If there are dependable roses for a prairie garden; hardy, disease-free, tough pioneer roses, then surely the Rugosa's should be numbered among them. One must, however, learn to take the bad with the good of Rugosa's. Many are fragrant and their leathery leaves resist blackspot and insects better than most modern roses. On the downside, they often grow to be enormous bushes with a wicked set of thorns and they can sucker like crazy. A few Rugosa hybrids, however, are the exception to the rule, and in my garden I would put the relatively recent hybrid 'Purple Pavement' in that latter category.
'Purple Pavement' was bred by Karl Baum in 1983 and sports a semi-double bloom with a good strong sweet fragrance and occasional repeat. This is a truly "round" bush rose suitable for use as a low hedge. I haven't pruned the pictured bush at all. Described as growing by helpmefind.com to 5 foot tall, it has reached only 3 feet in height and width in my garden in its 4th year and it has yet to sucker. It is rated hardy to Zone 3b and withstood last summer's heat and drought very well in my garden. I also noted in a previous post that Purple Pavement can contribute a little fall color to the garden, the leaves turning yellow before finally dropping down and at least a few fat orange hips left behind. It is not a well-publicized rose so don't feel bad if you haven't seen one.
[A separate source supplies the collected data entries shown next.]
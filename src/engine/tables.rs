//! Table-structure recognition over plain text.
//!
//! Two shapes are recognised:
//!
//! * GFM pipe tables (`| a | b |`), with or without a separator row.
//! * Columnar runs in extracted PDF/OCR text: at least two consecutive lines
//!   whose cells are separated by a tab or two or more spaces.
//!
//! In [`TableMode::Accurate`] every row of a candidate must have the same
//! number of cells or the run is left as text. [`TableMode::Fast`] pads short
//! rows instead.

use super::document::Block;
use super::DetectedTable;
use crate::pipeline::TableMode;
use once_cell::sync::Lazy;
use regex::Regex;

static RE_COLUMN_GAP: Lazy<Regex> = Lazy::new(|| Regex::new(r"\t+|\s{2,}").unwrap());

/// Split `text` into text and table blocks.
///
/// `columnar` enables detection of whitespace-aligned columns, which only
/// makes sense for text extracted from a rendered page.
pub fn split_blocks(text: &str, mode: TableMode, columnar: bool) -> Vec<Block> {
    let lines: Vec<&str> = text.lines().collect();
    let mut blocks = Vec::new();
    let mut pending: Vec<&str> = Vec::new();
    let mut i = 0;

    while i < lines.len() {
        let run_end = if is_table_row(lines[i]) {
            run_length(&lines[i..], is_table_row)
        } else if columnar {
            run_length(&lines[i..], |l| column_cells(l).len() >= 2)
        } else {
            0
        };

        let table = if run_end >= 2 {
            let run = &lines[i..i + run_end];
            if is_table_row(lines[i]) {
                parse_pipe_table(run, mode)
            } else {
                parse_columnar(run, mode)
            }
        } else {
            None
        };

        match table {
            Some(table) => {
                flush_text(&mut pending, &mut blocks);
                blocks.push(Block::Table(table));
                i += run_end;
            }
            None => {
                pending.push(lines[i]);
                i += 1;
            }
        }
    }
    flush_text(&mut pending, &mut blocks);
    blocks
}

fn run_length(lines: &[&str], pred: impl Fn(&str) -> bool) -> usize {
    lines.iter().take_while(|l| pred(l)).count()
}

fn flush_text(pending: &mut Vec<&str>, blocks: &mut Vec<Block>) {
    if pending.is_empty() {
        return;
    }
    let text = pending.join("\n");
    pending.clear();
    if !text.trim().is_empty() {
        blocks.push(Block::Text(text));
    }
}

fn is_table_row(line: &str) -> bool {
    let trimmed = line.trim();
    trimmed.starts_with('|') && trimmed.ends_with('|') && trimmed.len() > 2
}

fn is_separator_row(line: &str) -> bool {
    let trimmed = line.trim();
    if !trimmed.starts_with('|') || !trimmed.contains('-') {
        return false;
    }
    trimmed
        .chars()
        .all(|c| c == '|' || c == '-' || c == ':' || c == ' ')
}

fn pipe_cells(line: &str) -> Vec<String> {
    let trimmed = line.trim();
    let inner = trimmed.strip_prefix('|').unwrap_or(trimmed);
    let inner = inner.strip_suffix('|').unwrap_or(inner);
    inner.split('|').map(|c| c.trim().to_string()).collect()
}

fn column_cells(line: &str) -> Vec<String> {
    let trimmed = line.trim();
    if trimmed.is_empty() {
        return Vec::new();
    }
    RE_COLUMN_GAP
        .split(trimmed)
        .map(|c| c.trim().to_string())
        .filter(|c| !c.is_empty())
        .collect()
}

fn parse_pipe_table(run: &[&str], mode: TableMode) -> Option<DetectedTable> {
    let has_header = run.get(1).is_some_and(|l| is_separator_row(l));
    let rows: Vec<Vec<String>> = run
        .iter()
        .enumerate()
        .filter(|(idx, _)| !(has_header && *idx == 1))
        .map(|(_, l)| pipe_cells(l))
        .collect();
    shape(rows, has_header, mode)
}

fn parse_columnar(run: &[&str], mode: TableMode) -> Option<DetectedTable> {
    let rows = run.iter().map(|l| column_cells(l)).collect();
    shape(rows, true, mode)
}

fn shape(mut rows: Vec<Vec<String>>, has_header: bool, mode: TableMode) -> Option<DetectedTable> {
    if rows.is_empty() {
        return None;
    }
    let width = rows.iter().map(Vec::len).max().unwrap_or(0);
    let uniform = rows.iter().all(|r| r.len() == width);
    match mode {
        TableMode::Accurate if !uniform => return None,
        _ => {
            for row in &mut rows {
                row.resize(width, String::new());
            }
        }
    }
    Some(DetectedTable {
        cells: rows,
        has_header,
    })
}

/// Render a table as a GFM pipe table. Headerless tables get an empty
/// header row so the output stays valid GFM.
pub fn to_markdown(table: &DetectedTable) -> String {
    let width = table.cells.iter().map(Vec::len).max().unwrap_or(0);
    if width == 0 {
        return String::new();
    }

    let render_row = |row: &[String]| -> String {
        let cells: Vec<String> = (0..width)
            .map(|i| row.get(i).map(|c| c.replace('|', "\\|")).unwrap_or_default())
            .collect();
        format!("| {} |", cells.join(" | "))
    };

    let (header, body) = match (table.has_header, table.cells.split_first()) {
        (true, Some((first, rest))) => (render_row(first), rest),
        _ => (render_row(&[]), table.cells.as_slice()),
    };
    let separator = format!("|{}", " --- |".repeat(width));

    std::iter::once(header)
        .chain(std::iter::once(separator))
        .chain(body.iter().map(|r| render_row(r)))
        .collect::<Vec<_>>()
        .join("\n")
}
Suzy Verrier lists it, in her encyclopedic Rosa Rugosa, but only in a single line. It is not mentioned in Osborne and Powning's Hardy Roses, nor in the classic rose compendiums by Peter Beales. There is a German synonym for 'Purple Pavement' is also known as 'Rotesmeer', if you're having trouble finding it.
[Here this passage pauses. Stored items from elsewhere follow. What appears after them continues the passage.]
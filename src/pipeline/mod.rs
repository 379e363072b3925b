//! Pipeline stages owned by the orchestration layer.
//!
//! ## Data Flow
//!
//! ```text
//! options ──▶ builder ──▶ engine ──▶ postprocess
//! (request)  (config)    (external)  (page headers)
//! ```
//!
//! 1. [`builder`]    : resolve OCR/table/VLM settings into an immutable
//!    [`PipelineConfiguration`]; the only stage that consults the provider
//!    registry
//! 2. the engine     : see [`crate::engine`]; not part of this module
//! 3. [`postprocess`]: rewrite page-break placeholders into `## Page N`

pub mod builder;
pub mod postprocess;

pub use builder::{
    DisabledReason, PictureDescriptionKind, PictureDescriptionOptions, PipelineBuilder,
    PipelineConfiguration, TableMode, VlmResolution, VlmStatus, DEFAULT_LOCAL_VLM_MODEL,
};
pub use postprocess::{rewrite_page_markers, PAGE_BREAK_MARKER, PAGE_BREAK_PLACEHOLDER};
//! # docex-serve
//!
//! Document extraction service: upload a PDF, image, Markdown or text file
//! and get back Markdown with page headers, detected tables and metadata,
//! optionally with embedded pictures described by a vision-language model.
//!
//! ## Pipeline Overview
//!
//! ```text
//! upload (bytes + filename + options)
//!  │
//!  ├─ 1. Validate  filename present, extension supported
//!  ├─ 2. Stage     temp file with the original extension (deleted on drop)
//!  ├─ 3. Build     PipelineConfiguration: OCR, tables, VLM resolution
//!  ├─ 4. Convert   fresh engine per request (pdfium / tesseract / VLM)
//!  ├─ 5. Export    tables → grids, markdown with page-break placeholders
//!  ├─ 6. Rewrite   placeholders → "## Page N"
//!  └─ 7. Render    markdown / JSON / HTML / plain text
//! ```
//!
//! ## Quick Start
//!
//! ```rust,no_run
//! use docex_serve::{ExtractionOptions, Extractor, ServiceSettings};
//! use std::sync::Arc;
//!
//! #[tokio::main]
//! async fn main() -> Result<(), Box<dyn std::error::Error>> {
//!     let settings = Arc::new(ServiceSettings::load()?);
//!     let extractor = Extractor::new(settings);
//!     let bytes = std::fs::read("document.pdf")?;
//!     let result = extractor
//!         .extract(&bytes, "document.pdf", &ExtractionOptions::default())
//!         .await?;
//!     println!("{}", result.markdown);
//!     eprintln!("{} pages, {} tables", result.page_count(), result.tables.len());
//!     Ok(())
//! }
//! ```
//!
//! ## Feature Flags
//!
//! | Feature  | Default | Description |
//! |----------|---------|-------------|
//! | `server` | on      | HTTP router and the `docex-server` binary (axum, tower-http, clap, anyhow, dotenvy, tracing-subscriber) |
//!
//! Disable `server` to embed only the extraction library:
//! ```toml
//! docex-serve = { version = "1", default-features = false }
//! ```
//!
//! ## VLM Modes
//!
//! | Mode    | Endpoint                          | Model default |
//! |---------|-----------------------------------|---------------|
//! | `none`  | none                              | none          |
//! | `local` | `VLM_LOCAL_URL`                   | `HuggingFaceTB/SmolVLM-256M-Instruct` |
//! | `api`   | provider registry / `VLM_API_BASE_URL` | per provider |

// ── Modules ──────────────────────────────────────────────────────────────

pub mod batch;
pub mod config;
pub mod engine;
pub mod error;
pub mod extract;
pub mod format;
pub mod options;
pub mod output;
pub mod persist;
pub mod pipeline;
pub mod prompts;
pub mod providers;

#[cfg(feature = "server")]
pub mod logging;
#[cfg(feature = "server")]
pub mod server;

#[cfg(test)]
mod testing;

// ── Re-exports ───────────────────────────────────────────────────────────

pub use batch::{run_batch, BatchInput};
pub use config::{ServiceSettings, ServiceSettingsBuilder};
pub use engine::{EngineFactory, InputFormat, StandardEngineFactory};
pub use error::{EngineError, ExtractError};
pub use extract::Extractor;
pub use format::{render_html, render_json, render_markdown, render_text, OutputFormat};
pub use options::{ExtractionOptions, VlmMode};
pub use output::{BatchFileOutcome, BatchResult, ExtractionResult, FileStatus, TableGrid};
pub use persist::save_markdown;
pub use providers::ProviderError;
The only drawback that I would list for 'Purple Pavement' as a garden rose is the appealing (to me) bloom color. I am not personallly fond of the magenta-purple-pink common to many of the Rugosa hybrids such as 'Hansa' and 'Rugosa Magnifica'. 'Purple Pavement' may be described as "red" in many sources, but it is definitely "rugosa purple-pink". If you like that hue, however, you might want to grow more of them than the single specimen that I allow to exist. At least it minds its manners in the garden and doesn't provide you with wide-spread offspring to muddy up your color scheme.